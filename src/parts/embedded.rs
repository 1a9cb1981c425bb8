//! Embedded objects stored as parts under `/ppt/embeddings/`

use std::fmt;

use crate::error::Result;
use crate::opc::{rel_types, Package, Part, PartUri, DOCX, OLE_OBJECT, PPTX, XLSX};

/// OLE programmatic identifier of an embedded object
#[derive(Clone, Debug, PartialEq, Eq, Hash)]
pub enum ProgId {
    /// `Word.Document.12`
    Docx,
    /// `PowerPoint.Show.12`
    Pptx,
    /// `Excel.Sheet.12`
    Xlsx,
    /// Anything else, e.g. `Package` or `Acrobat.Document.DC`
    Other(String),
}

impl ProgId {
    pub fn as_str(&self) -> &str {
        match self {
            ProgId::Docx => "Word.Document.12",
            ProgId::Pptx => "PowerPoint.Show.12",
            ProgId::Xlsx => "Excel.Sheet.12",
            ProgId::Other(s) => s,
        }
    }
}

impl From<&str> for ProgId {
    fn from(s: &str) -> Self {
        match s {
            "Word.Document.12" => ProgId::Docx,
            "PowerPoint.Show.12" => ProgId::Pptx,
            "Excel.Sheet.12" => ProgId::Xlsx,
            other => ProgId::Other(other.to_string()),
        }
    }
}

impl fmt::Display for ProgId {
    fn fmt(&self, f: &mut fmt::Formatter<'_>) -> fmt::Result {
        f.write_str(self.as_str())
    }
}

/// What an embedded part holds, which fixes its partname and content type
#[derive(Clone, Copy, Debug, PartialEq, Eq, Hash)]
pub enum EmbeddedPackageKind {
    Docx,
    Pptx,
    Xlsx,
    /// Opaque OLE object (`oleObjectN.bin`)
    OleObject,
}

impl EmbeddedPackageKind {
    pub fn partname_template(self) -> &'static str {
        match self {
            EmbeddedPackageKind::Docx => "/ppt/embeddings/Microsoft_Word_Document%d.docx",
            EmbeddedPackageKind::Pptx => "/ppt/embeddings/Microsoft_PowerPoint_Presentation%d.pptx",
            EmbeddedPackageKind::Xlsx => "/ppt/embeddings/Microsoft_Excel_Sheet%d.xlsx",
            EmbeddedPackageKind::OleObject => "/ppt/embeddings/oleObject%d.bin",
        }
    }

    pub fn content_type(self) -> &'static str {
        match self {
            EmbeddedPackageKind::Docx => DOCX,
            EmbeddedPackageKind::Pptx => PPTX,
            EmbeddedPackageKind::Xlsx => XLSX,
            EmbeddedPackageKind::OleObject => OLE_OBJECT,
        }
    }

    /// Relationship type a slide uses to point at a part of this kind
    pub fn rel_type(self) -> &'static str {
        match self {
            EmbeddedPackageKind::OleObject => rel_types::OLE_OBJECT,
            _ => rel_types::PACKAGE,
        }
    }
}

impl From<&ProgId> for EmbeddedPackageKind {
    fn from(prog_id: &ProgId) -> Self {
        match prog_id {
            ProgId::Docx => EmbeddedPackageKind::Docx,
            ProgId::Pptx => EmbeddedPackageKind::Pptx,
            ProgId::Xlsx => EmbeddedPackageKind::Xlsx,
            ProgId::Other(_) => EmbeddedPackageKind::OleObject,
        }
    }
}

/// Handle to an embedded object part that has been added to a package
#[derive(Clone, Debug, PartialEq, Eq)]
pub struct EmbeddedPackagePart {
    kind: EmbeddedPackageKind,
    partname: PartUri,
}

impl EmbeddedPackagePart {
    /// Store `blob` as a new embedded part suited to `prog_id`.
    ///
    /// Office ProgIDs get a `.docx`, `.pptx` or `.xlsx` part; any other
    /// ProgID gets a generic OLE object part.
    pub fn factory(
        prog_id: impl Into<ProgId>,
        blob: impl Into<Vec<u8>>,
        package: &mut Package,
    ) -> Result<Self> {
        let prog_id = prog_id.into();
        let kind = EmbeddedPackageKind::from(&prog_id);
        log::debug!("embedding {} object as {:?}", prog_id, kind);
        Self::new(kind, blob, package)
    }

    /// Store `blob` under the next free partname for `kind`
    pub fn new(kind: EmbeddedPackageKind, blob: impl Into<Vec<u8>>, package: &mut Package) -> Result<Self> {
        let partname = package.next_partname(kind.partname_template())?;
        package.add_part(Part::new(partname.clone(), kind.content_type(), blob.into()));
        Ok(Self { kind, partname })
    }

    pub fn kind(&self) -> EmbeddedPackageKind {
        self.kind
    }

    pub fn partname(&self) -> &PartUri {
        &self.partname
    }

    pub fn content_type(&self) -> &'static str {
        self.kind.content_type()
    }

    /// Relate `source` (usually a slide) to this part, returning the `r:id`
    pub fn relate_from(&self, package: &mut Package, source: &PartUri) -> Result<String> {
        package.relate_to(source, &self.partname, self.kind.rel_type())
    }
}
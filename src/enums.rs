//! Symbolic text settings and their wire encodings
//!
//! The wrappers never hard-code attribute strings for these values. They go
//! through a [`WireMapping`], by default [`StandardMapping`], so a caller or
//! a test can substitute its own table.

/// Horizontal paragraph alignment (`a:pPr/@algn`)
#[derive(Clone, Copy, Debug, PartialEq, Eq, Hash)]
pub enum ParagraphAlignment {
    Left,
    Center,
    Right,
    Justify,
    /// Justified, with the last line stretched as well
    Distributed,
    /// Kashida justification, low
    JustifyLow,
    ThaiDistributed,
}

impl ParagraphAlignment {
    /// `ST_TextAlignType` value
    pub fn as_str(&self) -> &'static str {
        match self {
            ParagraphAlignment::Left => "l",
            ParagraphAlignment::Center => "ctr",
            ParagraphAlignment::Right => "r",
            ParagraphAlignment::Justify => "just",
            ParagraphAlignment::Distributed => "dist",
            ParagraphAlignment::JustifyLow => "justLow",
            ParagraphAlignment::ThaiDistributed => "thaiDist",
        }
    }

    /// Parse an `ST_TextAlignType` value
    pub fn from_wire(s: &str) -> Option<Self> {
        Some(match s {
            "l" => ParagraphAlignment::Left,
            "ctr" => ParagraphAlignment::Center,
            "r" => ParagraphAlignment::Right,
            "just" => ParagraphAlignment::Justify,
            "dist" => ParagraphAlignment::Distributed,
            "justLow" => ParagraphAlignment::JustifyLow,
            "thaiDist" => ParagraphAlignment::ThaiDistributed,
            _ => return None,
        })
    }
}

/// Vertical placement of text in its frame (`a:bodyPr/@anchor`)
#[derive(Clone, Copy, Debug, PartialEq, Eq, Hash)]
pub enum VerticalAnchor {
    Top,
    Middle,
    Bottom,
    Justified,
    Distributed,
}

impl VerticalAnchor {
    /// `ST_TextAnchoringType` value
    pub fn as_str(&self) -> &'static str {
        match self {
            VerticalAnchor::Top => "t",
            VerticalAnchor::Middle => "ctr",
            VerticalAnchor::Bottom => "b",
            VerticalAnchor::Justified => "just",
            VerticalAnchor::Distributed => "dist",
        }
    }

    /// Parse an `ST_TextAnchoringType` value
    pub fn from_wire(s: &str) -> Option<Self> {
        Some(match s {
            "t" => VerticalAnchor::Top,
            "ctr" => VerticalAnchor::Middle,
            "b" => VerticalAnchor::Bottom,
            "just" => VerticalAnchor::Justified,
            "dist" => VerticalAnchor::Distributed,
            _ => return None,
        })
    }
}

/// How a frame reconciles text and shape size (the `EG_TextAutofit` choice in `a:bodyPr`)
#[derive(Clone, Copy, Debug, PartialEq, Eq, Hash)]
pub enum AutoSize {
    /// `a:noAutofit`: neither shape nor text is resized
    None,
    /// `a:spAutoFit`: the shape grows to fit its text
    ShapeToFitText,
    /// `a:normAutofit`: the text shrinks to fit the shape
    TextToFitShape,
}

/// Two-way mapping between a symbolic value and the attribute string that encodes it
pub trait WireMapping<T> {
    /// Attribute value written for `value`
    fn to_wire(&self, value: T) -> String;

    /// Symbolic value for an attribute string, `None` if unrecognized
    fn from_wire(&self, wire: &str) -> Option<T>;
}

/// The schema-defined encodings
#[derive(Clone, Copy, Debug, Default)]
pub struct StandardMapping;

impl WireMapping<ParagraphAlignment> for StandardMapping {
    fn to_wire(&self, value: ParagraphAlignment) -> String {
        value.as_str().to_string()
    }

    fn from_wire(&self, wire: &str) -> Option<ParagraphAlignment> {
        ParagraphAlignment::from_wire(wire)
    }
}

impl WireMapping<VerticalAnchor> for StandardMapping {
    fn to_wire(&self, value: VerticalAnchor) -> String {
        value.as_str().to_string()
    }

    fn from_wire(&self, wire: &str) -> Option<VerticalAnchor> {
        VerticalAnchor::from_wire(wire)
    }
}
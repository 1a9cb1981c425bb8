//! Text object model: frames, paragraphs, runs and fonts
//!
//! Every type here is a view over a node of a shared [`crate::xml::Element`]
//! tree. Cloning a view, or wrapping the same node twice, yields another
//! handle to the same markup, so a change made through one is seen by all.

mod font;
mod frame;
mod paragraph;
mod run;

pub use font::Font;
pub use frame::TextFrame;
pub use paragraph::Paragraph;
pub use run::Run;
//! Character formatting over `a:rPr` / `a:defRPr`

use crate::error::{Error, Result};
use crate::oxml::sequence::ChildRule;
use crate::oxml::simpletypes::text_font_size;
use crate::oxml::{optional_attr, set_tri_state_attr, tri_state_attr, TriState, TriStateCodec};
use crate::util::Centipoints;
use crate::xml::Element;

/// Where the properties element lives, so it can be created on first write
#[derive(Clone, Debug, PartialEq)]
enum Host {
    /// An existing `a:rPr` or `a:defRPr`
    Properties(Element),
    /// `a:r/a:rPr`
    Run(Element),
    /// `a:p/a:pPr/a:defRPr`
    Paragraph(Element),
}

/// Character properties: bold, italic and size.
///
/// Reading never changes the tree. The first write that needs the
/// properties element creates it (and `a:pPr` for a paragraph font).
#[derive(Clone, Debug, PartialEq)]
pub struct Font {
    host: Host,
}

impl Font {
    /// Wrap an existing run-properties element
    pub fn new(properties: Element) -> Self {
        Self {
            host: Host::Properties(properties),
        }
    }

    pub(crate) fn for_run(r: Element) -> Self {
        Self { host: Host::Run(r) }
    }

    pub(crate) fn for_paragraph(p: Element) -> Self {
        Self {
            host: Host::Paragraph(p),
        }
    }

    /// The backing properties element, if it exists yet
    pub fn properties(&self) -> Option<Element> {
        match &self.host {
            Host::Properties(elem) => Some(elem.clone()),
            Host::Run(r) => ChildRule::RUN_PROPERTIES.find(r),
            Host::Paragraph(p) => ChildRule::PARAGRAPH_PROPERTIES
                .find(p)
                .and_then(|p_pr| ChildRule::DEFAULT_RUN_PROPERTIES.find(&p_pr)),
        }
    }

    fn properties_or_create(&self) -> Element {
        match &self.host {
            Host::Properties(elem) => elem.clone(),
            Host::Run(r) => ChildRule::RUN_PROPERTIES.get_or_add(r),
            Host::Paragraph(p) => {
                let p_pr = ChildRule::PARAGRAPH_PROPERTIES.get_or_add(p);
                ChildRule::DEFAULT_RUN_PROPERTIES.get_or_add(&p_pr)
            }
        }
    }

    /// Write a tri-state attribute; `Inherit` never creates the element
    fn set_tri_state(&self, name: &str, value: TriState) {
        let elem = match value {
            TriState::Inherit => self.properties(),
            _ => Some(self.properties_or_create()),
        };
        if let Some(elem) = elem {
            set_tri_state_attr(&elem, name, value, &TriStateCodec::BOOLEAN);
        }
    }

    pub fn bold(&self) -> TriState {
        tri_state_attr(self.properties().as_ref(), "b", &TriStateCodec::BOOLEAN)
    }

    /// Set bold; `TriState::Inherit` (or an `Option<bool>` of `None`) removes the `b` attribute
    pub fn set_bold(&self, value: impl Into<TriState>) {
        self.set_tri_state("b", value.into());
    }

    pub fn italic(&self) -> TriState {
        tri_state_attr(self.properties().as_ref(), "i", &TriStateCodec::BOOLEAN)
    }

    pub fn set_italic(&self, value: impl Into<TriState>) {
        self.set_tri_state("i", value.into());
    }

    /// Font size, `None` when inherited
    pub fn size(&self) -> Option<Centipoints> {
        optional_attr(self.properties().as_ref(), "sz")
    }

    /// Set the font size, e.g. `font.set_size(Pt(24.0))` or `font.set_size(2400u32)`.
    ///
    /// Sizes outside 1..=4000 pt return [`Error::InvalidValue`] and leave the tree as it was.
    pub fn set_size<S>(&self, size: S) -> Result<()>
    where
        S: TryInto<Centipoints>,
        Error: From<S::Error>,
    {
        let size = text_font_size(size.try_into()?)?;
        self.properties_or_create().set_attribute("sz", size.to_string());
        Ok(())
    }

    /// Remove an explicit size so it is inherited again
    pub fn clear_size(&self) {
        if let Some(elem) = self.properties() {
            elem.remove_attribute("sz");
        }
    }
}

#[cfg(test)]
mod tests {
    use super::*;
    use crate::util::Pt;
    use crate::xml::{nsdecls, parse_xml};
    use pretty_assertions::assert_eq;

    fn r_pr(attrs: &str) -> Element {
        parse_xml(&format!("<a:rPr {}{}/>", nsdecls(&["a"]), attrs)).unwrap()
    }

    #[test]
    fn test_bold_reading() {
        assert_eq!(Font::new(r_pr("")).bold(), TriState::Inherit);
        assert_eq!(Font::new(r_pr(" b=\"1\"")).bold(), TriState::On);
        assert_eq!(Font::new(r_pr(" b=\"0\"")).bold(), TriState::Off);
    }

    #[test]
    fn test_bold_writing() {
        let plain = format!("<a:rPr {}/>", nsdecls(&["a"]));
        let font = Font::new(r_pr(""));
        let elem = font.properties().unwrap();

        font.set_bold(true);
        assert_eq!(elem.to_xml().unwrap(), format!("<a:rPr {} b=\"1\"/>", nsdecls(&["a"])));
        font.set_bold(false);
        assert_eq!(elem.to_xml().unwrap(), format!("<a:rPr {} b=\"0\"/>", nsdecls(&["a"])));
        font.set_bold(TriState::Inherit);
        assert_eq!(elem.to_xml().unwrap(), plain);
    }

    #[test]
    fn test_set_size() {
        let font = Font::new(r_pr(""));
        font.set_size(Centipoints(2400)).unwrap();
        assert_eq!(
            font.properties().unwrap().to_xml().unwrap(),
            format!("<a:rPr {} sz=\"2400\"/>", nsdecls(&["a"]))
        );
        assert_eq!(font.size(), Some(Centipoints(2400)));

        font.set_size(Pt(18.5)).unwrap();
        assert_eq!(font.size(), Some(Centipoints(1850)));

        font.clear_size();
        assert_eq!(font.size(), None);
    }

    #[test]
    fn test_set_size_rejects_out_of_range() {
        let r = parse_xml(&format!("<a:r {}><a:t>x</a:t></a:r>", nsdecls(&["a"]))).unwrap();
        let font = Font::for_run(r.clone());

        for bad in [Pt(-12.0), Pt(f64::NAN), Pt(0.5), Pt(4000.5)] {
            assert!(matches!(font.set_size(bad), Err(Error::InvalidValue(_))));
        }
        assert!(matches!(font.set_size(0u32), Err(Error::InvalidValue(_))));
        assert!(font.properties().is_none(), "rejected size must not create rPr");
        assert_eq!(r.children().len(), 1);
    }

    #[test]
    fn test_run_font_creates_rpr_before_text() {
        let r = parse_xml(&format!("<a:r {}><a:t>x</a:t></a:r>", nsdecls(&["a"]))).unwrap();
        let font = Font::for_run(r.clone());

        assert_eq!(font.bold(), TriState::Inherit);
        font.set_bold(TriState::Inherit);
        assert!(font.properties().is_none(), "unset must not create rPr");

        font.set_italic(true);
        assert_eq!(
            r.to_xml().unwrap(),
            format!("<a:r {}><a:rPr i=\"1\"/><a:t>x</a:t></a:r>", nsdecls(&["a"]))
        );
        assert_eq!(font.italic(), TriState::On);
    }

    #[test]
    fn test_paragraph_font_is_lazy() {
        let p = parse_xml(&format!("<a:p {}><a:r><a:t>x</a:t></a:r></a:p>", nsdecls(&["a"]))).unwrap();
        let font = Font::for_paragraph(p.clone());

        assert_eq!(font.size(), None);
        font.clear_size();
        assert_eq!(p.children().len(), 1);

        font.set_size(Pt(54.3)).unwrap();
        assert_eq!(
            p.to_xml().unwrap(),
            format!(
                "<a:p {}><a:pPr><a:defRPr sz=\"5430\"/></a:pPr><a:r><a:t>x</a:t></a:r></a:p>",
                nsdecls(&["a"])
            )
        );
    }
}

## Your goal
Return the opening line of the data and every line after it through the line containing "of an embedded object", please, exactly as written and with nothing added.

## Solution for this exercise
filename src/parts/embedded.rs
repository 1a9cb1981c425bb8
//! Embedded objects stored as parts under `/ppt/embeddings/`

use std::fmt;

use crate::error::Result;
use crate::opc::{rel_types, Package, Part, PartUri, DOCX, OLE_OBJECT, PPTX, XLSX};

/// OLE programmatic identifier of an embedded object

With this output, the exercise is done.